Sawyer went 30-40 in his first partial-season of 1958 and finished in last place in his first full season, 1959, with a record of 64-90. So now he was embarking on a new season.
In the top of the first inning of the 1960 season opener at Crosley Field, the Phillies parlayed a pair of walks, a wild pitch, and a single by Ed Bouchee to go ahead 2-0. And they added another pair of runs in the second on a Jim Coker triple, a single, a stolen base, and another single.
So it was 4-0 Phillies with Robin Roberts on the mound. Perhaps this was going to be a turn-around season after all.
But no.
Roberts got lit up for eight runs in four innings and the game turned into a 9-4 laugher for the Reds.

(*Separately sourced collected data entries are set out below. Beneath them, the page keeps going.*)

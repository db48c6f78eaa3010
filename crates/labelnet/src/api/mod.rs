//! HTTP API.

use std::sync::Arc;

use axum::Router;
use axum::extract::DefaultBodyLimit;
use config::Config;
use tower_http::cors::CorsLayer;
use tower_http::trace::TraceLayer;

mod access;
mod areas;
mod auth;
mod datasets;
mod elements;
mod error;
mod forms;
mod health;
mod labels;
mod layers;
mod models;
mod profiles;
mod training;

pub use auth::{AuthError, Claims, CurrentUser, MaybeUser, decode_token};
pub use error::ApiError;

/// Shared state of the HTTP handlers. The database pool and object store are process globals.
#[derive(Debug, Clone)]
pub struct AppState {
    pub jwt_secret: Arc<str>,
    pub max_training_epochs: usize,
}

impl AppState {
    #[must_use]
    pub fn new(config: &Config) -> Self {
        Self {
            jwt_secret: Arc::from(config.jwt_secret.as_str()),
            max_training_epochs: config.max_training_epochs,
        }
    }
}

/// Builds the application router.
pub fn router(state: AppState, max_upload_bytes: usize) -> Router {
    let api = Router::new()
        .merge(profiles::router())
        .merge(datasets::router())
        .merge(elements::router())
        .merge(labels::router())
        .merge(areas::router())
        .merge(models::router())
        .merge(layers::router())
        .merge(training::router());

    Router::new()
        .nest("/api", api)
        .merge(health::router())
        .layer(DefaultBodyLimit::max(max_upload_bytes))
        .layer(CorsLayer::permissive())
        .layer(TraceLayer::new_for_http())
        .with_state(state)
}

#[cfg(test)]
mod tests {
    use axum::body::{Body, to_bytes};
    use axum::http::{Request, StatusCode, header};
    use tower::ServiceExt;

    use super::*;

    fn app() -> Router {
        router(
            AppState {
                jwt_secret: Arc::from("test-secret"),
                max_training_epochs: 10,
            },
            1024 * 1024,
        )
    }

    async fn send(request: Request<Body>) -> (StatusCode, String) {
        let response = app().oneshot(request).await.unwrap();
        let status = response.status();
        let body = to_bytes(response.into_body(), usize::MAX).await.unwrap();
        (status, String::from_utf8(body.to_vec()).unwrap())
    }

    fn get(uri: &str) -> Request<Body> {
        Request::get(uri).body(Body::empty()).unwrap()
    }

    fn post_json(uri: &str, body: &str) -> Request<Body> {
        Request::post(uri)
            .header(header::CONTENT_TYPE, "application/json")
            .body(Body::from(body.to_string()))
            .unwrap()
    }

    #[tokio::test]
    async fn test_health() {
        let (status, body) = send(get("/health")).await;
        assert_eq!(status, StatusCode::OK);
        assert_eq!(body, "healthy");
    }

    #[tokio::test]
    async fn test_anonymous_current_profile_is_null() {
        let (status, body) = send(get("/api/current-profile/")).await;
        assert_eq!(status, StatusCode::OK);
        assert_eq!(body, "null");
    }

    #[tokio::test]
    async fn test_login_required_routes_reject_anonymous_callers() {
        for request in [
            get("/api/my-datasets/"),
            get("/api/my-models/"),
            get("/api/datasets/1"),
            post_json("/api/create-label/", r##"{"dataset": 1, "name": "cat", "color": "#ffffff"}"##),
            post_json("/api/create-layer/", r#"{"model": 1, "type": "dense", "nodes_count": 8}"#),
            post_json("/api/build-model/", r#"{"id": 1, "optimizer": "adam", "loss": "mse"}"#),
            post_json("/api/datasets/delete/1/", ""),
        ] {
            let uri = request.uri().to_string();
            let (status, body) = send(request).await;
            assert_eq!(status, StatusCode::UNAUTHORIZED, "{uri}");
            assert_eq!(body, r#"{"message":"must be logged in"}"#, "{uri}");
        }
    }

    #[tokio::test]
    async fn test_invalid_token_is_rejected_on_optional_routes() {
        let request = Request::get("/api/current-profile/")
            .header(header::AUTHORIZATION, "Bearer not-a-jwt")
            .body(Body::empty())
            .unwrap();
        let (status, _) = send(request).await;
        assert_eq!(status, StatusCode::UNAUTHORIZED);
    }

    #[tokio::test]
    async fn test_token_signed_with_other_secret_is_rejected() {
        let token = auth::tests::token("alice", "other-secret", 4_102_444_800);
        let request = Request::get("/api/my-datasets/")
            .header(header::AUTHORIZATION, format!("Bearer {token}"))
            .body(Body::empty())
            .unwrap();
        let (status, _) = send(request).await;
        assert_eq!(status, StatusCode::UNAUTHORIZED);
    }

    #[tokio::test]
    async fn test_unknown_route_is_not_found() {
        let (status, _) = send(get("/api/nothing-here/")).await;
        assert_eq!(status, StatusCode::NOT_FOUND);
    }
}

The Phillies managed just six hits while committing three errors and doing some questionable base-running.
Phillies Manager Quits
Eddie Sawyer quit after that first game of the season.
“I’m forty-nine years old and I want to live to be fifty.” – Eddie Sawyer said after that first game.

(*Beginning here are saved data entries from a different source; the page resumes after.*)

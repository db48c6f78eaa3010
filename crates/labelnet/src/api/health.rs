use axum::Router;
use axum::routing::get;

use super::AppState;

pub async fn health_handler() -> &'static str {
    "healthy"
}

pub fn router() -> Router<AppState> {
    Router::new().route("/health", get(health_handler))
}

After base-coach Andy Cohen managed the second game of the season – a 5-4 win over the Milwaukee Braves – Gene Mauch replaced Sawyer and served as Phillies manager for nine seasons. Which included the infamous 1964 season.
By the way, Ryne Sandberg quit yesterday as the Phillies manager.
[Header Photo is in the Phillies dugout during the 1950 World Series between the Whiz Kids and the New York Yankees. From left to right: Richie Ashburn, Curt Simmons, Eddie Sawyer, and Willie Jones.]
(Excerpted from 1964 – The Year the Phillies Blew the Pennant by Barry Bowe.)
Good Phillies history here. Remember when the Phillies tried to underpay Tony Curry??
I remember being invited to a Phillies doubleheader in the late fifties at age 13 or 14. My recollection is that Joe Koppe lead off game one with a home run and I thought the Phil’s were on their way. Well, it wasn’t to be until 1964 which turned out to be the greatest thrill and most bitter disappointment of my life as a fan of Philadelphia sports.
Now, August 2021, I’m still a fan and have ‘80 and ‘08, and not a whole lot more.